「卵アレルギーなので、辞退します。」
「またアレルギーなのか!?じゃあ、アヒルのくちばしなら大丈夫だろう!?」
私のアレルギー発言を受け、怒りながら差し出してきたのは―――――――・・・・・・・一目見ただけではわからない形のアヒルのくちばし。
それでも、アヒルと聞いた以上、食欲が低下してしまった。
せめて、食材の名前を言わなかったら―――――――――!!
「アヒルのくちばしは、タイでは一般的な料理で、息子も大好きなんだよ!アレルギーが多いのは仕方ないが、アレルギーがあるからこそ、少しでも食べれそうなものを食べなさい!!」
「・・・・・・・はい・・・・・・・・。」
ジジイの正論に、覚悟を決める。
これほど、正しい指摘をする人間にムカついたことはないが、いい加減食べないと機嫌を損ねそうな雰囲気になっていた。

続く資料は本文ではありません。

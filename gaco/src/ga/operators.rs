use ordered_float::OrderedFloat;
use rand::Rng;
use rand::prelude::SmallRng;

use crate::ga::Chromosome;

/// Probability of the segment-reversal mutation, applied independently of
/// the swap mutation.
const INVERSION_RATE: f64 = 0.05;

/// Draws `tournament_size` individuals at random (with replacement) and
/// returns the index of the fittest draw (strictly lowest fitness wins,
/// the earliest such draw on ties).
pub fn tournament_select(
    fitnesses: &[f64],
    tournament_size: usize,
    rng: &mut SmallRng,
) -> usize {
    let mut best = rng.random_range(0..fitnesses.len());
    for _ in 1..tournament_size {
        let candidate = rng.random_range(0..fitnesses.len());
        if fitnesses[candidate] < fitnesses[best] {
            best = candidate;
        }
    }
    best
}

/// Order crossover (OX): copies a random segment `[start, end]` verbatim
/// from each parent into its child, then fills the remaining positions,
/// walking forward cyclically from `end + 1`, with the other parent's ids
/// in that parent's own cyclic order from `end + 1`, skipping ids already
/// present. Both children are valid permutations.
pub fn order_crossover(
    parent_1: &Chromosome,
    parent_2: &Chromosome,
    rng: &mut SmallRng,
) -> (Chromosome, Chromosome) {
    let n = parent_1.len();
    debug_assert_eq!(n, parent_2.len());
    let start = rng.random_range(0..n);
    let end = rng.random_range(start..n);

    let child_1 = ox_child(&parent_1.genes, &parent_2.genes, start, end);
    let child_2 = ox_child(&parent_2.genes, &parent_1.genes, start, end);
    (Chromosome::new(child_1), Chromosome::new(child_2))
}

fn ox_child(segment_parent: &[usize], fill_parent: &[usize], start: usize, end: usize) -> Vec<usize> {
    let n = segment_parent.len();
    let mut child: Vec<Option<usize>> = vec![None; n];
    let mut used = vec![false; n];
    for i in start..=end {
        child[i] = Some(segment_parent[i]);
        used[segment_parent[i]] = true;
    }

    let mut pos = (end + 1) % n;
    let mut fill_pos = (end + 1) % n;
    for _ in 0..n {
        if child[pos].is_none() {
            while used[fill_parent[fill_pos]] {
                fill_pos = (fill_pos + 1) % n;
            }
            child[pos] = Some(fill_parent[fill_pos]);
            used[fill_parent[fill_pos]] = true;
            fill_pos = (fill_pos + 1) % n;
        }
        pos = (pos + 1) % n;
    }

    child.into_iter().flatten().collect()
}

/// Applies the swap mutation with probability `mutation_rate` and,
/// independently, a segment reversal (length >= 2) with probability
/// [`INVERSION_RATE`]. Both may hit the same child.
pub fn mutate(chromosome: &Chromosome, mutation_rate: f64, rng: &mut SmallRng) -> Chromosome {
    let mut genes = chromosome.genes.clone();
    let n = genes.len();

    if rng.random::<f64>() < mutation_rate {
        let a = rng.random_range(0..n);
        let b = rng.random_range(0..n);
        genes.swap(a, b);
    }
    if n >= 2 && rng.random::<f64>() < INVERSION_RATE {
        let start = rng.random_range(0..n - 1);
        let end = rng.random_range(start + 1..n);
        genes[start..=end].reverse();
    }

    Chromosome::new(genes)
}

/// Indices of the `elite_count` fittest individuals, ascending by fitness
/// with ties broken by original population order.
pub fn elite_indices(fitnesses: &[f64], elite_count: usize) -> Vec<usize> {
    let mut indices: Vec<usize> = (0..fitnesses.len()).collect();
    indices.sort_by_key(|&i| OrderedFloat(fitnesses[i]));
    indices.truncate(elite_count);
    indices
}

#[cfg(test)]
mod tests {
    use super::*;
    use cutstock_rs::util::assertions;
    use rand::SeedableRng;

    #[test]
    fn ox_fills_cyclically_from_segment_end() {
        // segment [2,5] copied from the first parent, remainder from the
        // second parent's cyclic order starting at position 6
        let p1 = vec![0, 1, 2, 3, 4, 5, 6, 7];
        let p2 = vec![7, 6, 5, 4, 3, 2, 1, 0];
        let child = ox_child(&p1, &p2, 2, 5);
        assert_eq!(child, vec![7, 6, 2, 3, 4, 5, 1, 0]);
    }

    #[test]
    fn crossover_children_are_permutations() {
        let mut rng = SmallRng::seed_from_u64(7);
        let p1 = Chromosome::new(vec![3, 0, 4, 1, 2, 5]);
        let p2 = Chromosome::new(vec![5, 4, 3, 2, 1, 0]);
        for _ in 0..200 {
            let (c1, c2) = order_crossover(&p1, &p2, &mut rng);
            assert!(assertions::is_permutation(&c1.genes, 6));
            assert!(assertions::is_permutation(&c2.genes, 6));
        }
    }

    #[test]
    fn mutation_preserves_the_permutation() {
        let mut rng = SmallRng::seed_from_u64(11);
        let original = Chromosome::new((0..12).collect());
        for _ in 0..200 {
            let mutated = mutate(&original, 1.0, &mut rng);
            assert!(assertions::is_permutation(&mutated.genes, 12));
        }
    }

    #[test]
    fn mutation_skips_inversion_on_short_chromosomes() {
        let mut rng = SmallRng::seed_from_u64(3);
        let single = Chromosome::new(vec![0]);
        for _ in 0..50 {
            assert_eq!(mutate(&single, 1.0, &mut rng).genes, vec![0]);
        }
    }

    #[test]
    fn elites_are_sorted_and_stable() {
        let fitnesses = vec![5.0, 1.0, 3.0, 1.0, 0.5];
        assert_eq!(elite_indices(&fitnesses, 3), vec![4, 1, 3]);
    }

    #[test]
    fn tournament_prefers_lower_fitness() {
        let mut rng = SmallRng::seed_from_u64(99);
        let fitnesses = vec![10.0, 2.0, 30.0, 4.0];
        // with enough draws per tournament the minimum must dominate
        let mut wins = vec![0usize; 4];
        for _ in 0..200 {
            wins[tournament_select(&fitnesses, 4, &mut rng)] += 1;
        }
        assert!(wins[1] > wins[0]);
        assert!(wins[1] > wins[2]);
        assert!(wins[1] > wins[3]);
    }
}
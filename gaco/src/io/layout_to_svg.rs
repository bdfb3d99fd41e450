use cutstock_rs::entities::{PartCatalog, Placement};
use svg::Document;
use svg::node::element::{Group, Rectangle, Title};

const PART_FILLS: [&str; 8] = [
    "#8BC34A", "#03A9F4", "#FFC107", "#E91E63", "#9C27B0", "#FF5722", "#009688", "#CDDC39",
];

/// Renders one sheet of a layout: the sheet outline plus every placement
/// on it, each titled with its part id and as-placed dimensions.
pub fn sheet_to_svg(catalog: &PartCatalog, placements: &[Placement], sheet: usize) -> Document {
    let (sheet_w, sheet_h) = (catalog.sheet_width, catalog.sheet_height);
    let stroke_width = (sheet_w.min(sheet_h) as f64 * 0.002).max(0.5);
    let margin = sheet_w.max(sheet_h) as f64 * 0.025;

    let sheet_group = Group::new()
        .set("id", format!("sheet_{sheet}"))
        .add(
            Rectangle::new()
                .set("x", 0)
                .set("y", 0)
                .set("width", sheet_w)
                .set("height", sheet_h)
                .set("fill", "#FAFAFA")
                .set("stroke", "black")
                .set("stroke-width", 2.0 * stroke_width),
        )
        .add(Title::new(format!("sheet {sheet}, {sheet_w}x{sheet_h}")));

    let mut parts_group = Group::new().set("id", "parts");
    for p in placements.iter().filter(|p| p.sheet == sheet) {
        let title = Title::new(format!(
            "part, id: {}, {}x{}{}",
            p.id,
            p.width,
            p.height,
            if p.rotation { ", rotated" } else { "" }
        ));
        parts_group = parts_group.add(
            Rectangle::new()
                .set("x", p.x)
                .set("y", p.y)
                .set("width", p.width)
                .set("height", p.height)
                .set("fill", PART_FILLS[p.id % PART_FILLS.len()])
                .set("fill-opacity", "0.85")
                .set("stroke", "black")
                .set("stroke-width", stroke_width)
                .add(title),
        );
    }

    Document::new()
        .set(
            "viewBox",
            (
                -margin,
                -margin,
                sheet_w as f64 + 2.0 * margin,
                sheet_h as f64 + 2.0 * margin,
            ),
        )
        .add(sheet_group)
        .add(parts_group)
}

だから――――――水鳥の家畜のくちばしを―――――――泣きそうな気持をこらえながら食べた。
バキ!
そんな音が口の中からする。
バキ!バキ!バキ!
本来なら、肉の部分を美味しく食べるところを、よりによって、くちばし部分を食べさせられた。
バキバキバキ!
その味は――――――――――――――・・・・・・・・・
「・・・・・おせんべいみたいですね・・・?」
「そうだろう!!?モルモットの肉と、はさんで食べると美味いんだ~♪モルモットを食べられないとは凛道蓮クンよ、お前は人生の半分を損してるぞ!!」
無邪気に笑いながら言う姿に、殺意を覚える。
もう限界だった。
ハムスターを食べると聞いた時点で、限界だった。
(可愛い、可愛い、ハムちゃんを食べるなんて~許せねぇ!!)
ジジイを殴り飛ばさない自信がなかったので、ブレークタイムを入れることにした
「あの、すいませんが達比古教授!」
「なんだね、凛道蓮クン!?」
「僕、お手洗いに行きたいのですが・・・!」
(この怒りを、トイレでクールダウンするしかない!!)
そう思った私に、2つの声が続いた。
「あ!私も行かせて下さい、檜扇教授。」
「あたしもお手洗いに行ってきます!」
お肉を焼いていたゼミ生のお姉さん2人も、トイレに行きたいと言ったのだ。
これに檜扇教授は、あからさまに嫌な顔をしながら言った。